El TSJCyL desestima el recurso de CCOO contra la jornada de 37 horas y media en el Ayuntamiento de Arroyo

El Tribunal Superior de Justicia de Castilla y León ha desestimado el recurso interpuesto por el sindicato Comisiones Obreras contra la instrucción del Gobierno local para el cumplimiento por parte del personal funcionario y laboral del Ayuntamiento de Arroyo de la Encomienda de la jornada de 37 horas y media semanales fijada por resolución de la Alcaldía.

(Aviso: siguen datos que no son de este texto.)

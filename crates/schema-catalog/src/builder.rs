//! Catalog builder: one [`CatalogEntry`] per [`TargetSpec`].

use std::collections::BTreeMap;
use std::sync::Arc;

use tracing::{error, info, instrument, warn};

use ocean_common::VariableDescriptor;

use crate::catalog::{Catalog, CatalogEntry};
use crate::describe::ProviderService;
use crate::error::{CatalogError, Result};
use crate::provider::MetadataProvider;
use crate::selection::SelectionPolicy;
use crate::target::TargetSpec;
use crate::ZARR_FORMAT;

/// A delivery variant resolved through the selection policy.
#[derive(Debug, Clone)]
pub struct ResolvedService {
    pub product_id: String,
    pub dataset_id: String,
    pub version: Option<String>,
    pub service: ProviderService,
}

/// Builds catalog entries from a metadata provider.
pub struct CatalogBuilder {
    provider: Arc<dyn MetadataProvider>,
    policy: SelectionPolicy,
}

impl CatalogBuilder {
    pub fn new(provider: Arc<dyn MetadataProvider>) -> Self {
        Self::with_policy(provider, SelectionPolicy::default())
    }

    pub fn with_policy(provider: Arc<dyn MetadataProvider>, policy: SelectionPolicy) -> Self {
        Self { provider, policy }
    }

    /// Find the named zarr delivery variant of a dataset.
    ///
    /// Returns `Ok(None)` when the dataset, the service, or a zarr-formatted
    /// service does not exist. Provider faults are errors.
    pub async fn resolve_service(
        &self,
        dataset_id: &str,
        service_name: &str,
    ) -> Result<Option<ResolvedService>> {
        let response = self.provider.describe(dataset_id).await?;

        if response.products.is_empty() {
            warn!(dataset_id = %dataset_id, "No products found");
            return Ok(None);
        }

        let Some(selection) = self.policy.select(&response, dataset_id) else {
            warn!(dataset_id = %dataset_id, "Provider hierarchy has no version or part");
            return Ok(None);
        };

        let service = selection
            .part
            .services
            .iter()
            .find(|s| s.service_name == service_name);

        match service {
            Some(service) if service.has_format(ZARR_FORMAT) => Ok(Some(ResolvedService {
                product_id: selection.product.product_id.clone(),
                dataset_id: selection.dataset.dataset_id.clone(),
                version: selection.version.label.clone(),
                service: service.clone(),
            })),
            Some(service) => {
                warn!(
                    dataset_id = %dataset_id,
                    service = %service_name,
                    format = ?service.service_format,
                    "Service is not in zarr format"
                );
                Ok(None)
            }
            None => {
                warn!(dataset_id = %dataset_id, service = %service_name, "No ARCO Zarr service found");
                Ok(None)
            }
        }
    }

    /// Build the catalog entry for one target, or `None` when the target has
    /// no usable delivery variant.
    ///
    /// The dimension schema is taken from the first variable the service
    /// reports. All requested variables must share its coordinate grid;
    /// otherwise the target is rejected with [`CatalogError::GridMismatch`].
    #[instrument(skip(self, target), fields(dataset_id = %target.dataset_id))]
    pub async fn build_entry(&self, target: &TargetSpec) -> Result<Option<CatalogEntry>> {
        target.validate()?;
        info!("Querying dataset");

        let Some(resolved) = self
            .resolve_service(&target.dataset_id, &target.preferred_service)
            .await?
        else {
            return Ok(None);
        };
        let service = &resolved.service;
        info!(url = %service.uri, version = ?resolved.version, "Resolved service");

        let variables: BTreeMap<String, VariableDescriptor> = service
            .variables
            .iter()
            .filter(|v| target.wants(&v.short_name))
            .map(|v| {
                (
                    v.short_name.clone(),
                    VariableDescriptor::new(v.standard_name.clone(), v.units.clone()),
                )
            })
            .collect();

        let Some(reference) = service.variables.first() else {
            warn!("Service reports no variables");
            return Ok(None);
        };

        let reference_ids = reference.coordinate_ids();
        for variable in service.variables.iter().filter(|v| target.wants(&v.short_name)) {
            if variable.coordinate_ids() != reference_ids {
                return Err(CatalogError::GridMismatch {
                    dataset: target.dataset_id.clone(),
                    variable: variable.short_name.clone(),
                    reference: reference.short_name.clone(),
                });
            }
        }

        let mut dimensions = BTreeMap::new();
        for coordinate in &reference.coordinates {
            dimensions.insert(coordinate.coordinate_id.clone(), coordinate.to_descriptor()?);
        }

        Ok(Some(CatalogEntry {
            id: target.dataset_id.clone(),
            product: resolved.product_id,
            label: target.label.clone(),
            zarr_url: service.uri.clone(),
            variables,
            dimensions,
        }))
    }

    /// Build a catalog over targets in order.
    ///
    /// Targets without an entry are skipped; errors for one target are
    /// logged and do not affect the others.
    pub async fn build_catalog(&self, targets: &[TargetSpec]) -> Catalog {
        let mut entries = Vec::with_capacity(targets.len());

        for target in targets {
            match self.build_entry(target).await {
                Ok(Some(entry)) => entries.push(entry),
                Ok(None) => {
                    info!(dataset_id = %target.dataset_id, "Skipping target without zarr service");
                }
                Err(e) => {
                    error!(dataset_id = %target.dataset_id, error = %e, "Failed to build catalog entry");
                }
            }
        }

        info!(
            datasets = entries.len(),
            targets = targets.len(),
            "Catalog built"
        );
        Catalog::new(entries)
    }
}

El Ayuntamiento de Arroyo de la Encomienda está aplicando desde el día 13 de febrero de 2012 la nueva jornada de 37 horas y media de promedio semanal para todos los funcionarios municipales, como prevé el Real Decreto Ley 20/2011.

  

Así, por resolución de alcaldía se acordó establecer la jornada ordinaria de trabajo, tanto para funcionarios como laborales en 37,30 horas semanales que se podrán desempeñar en horario de lunes a jueves de 7,30 a 18,00 horas ininterrumpidas.

  

"La aplicación de esta medida, impulsada por el  gobierno de España para hacer frente a la difícil coyuntura económica actual, pretende mejorar la productividad sin incrementar los costes y ofreciendo un mejor servicio y mayor atención a los ciudadanos", ha explicado el alcalde independiente, José Manuel Méndez.

  

El Tribuna Superior de Justicia explica en la sentencia que el recurso presentado por Comisiones Obreras se basa en la no aplicación al personal de la Administración Local del artículo 4 del Real Decreto Ley 20/2011 al sostener que el mencionado artículo solo se aplica al personal del sector público estatal, no al de otras administraciones públicas.

  

No es ésta, sin embargo, la conclusión de la sentencia de instancia, ni tampoco la de la Sala, ya que según la misma el citado artículo 4 dispone que "a partir del 1 de enero de 2012 y para el conjunto del sector público estatal, la jornada ordinaria de trabajo tendrá un promedio semanal no inferior a las 37 horas y 30 minutos".

  

En el enunciado a interpretar se habla, en general de reordenación del tiempo de trabajo de los empleados públicos, sin distinguir la Administración a la que cada uno de ellos esté adscrito, según explica la sentencia a lo largo de nueve páginas.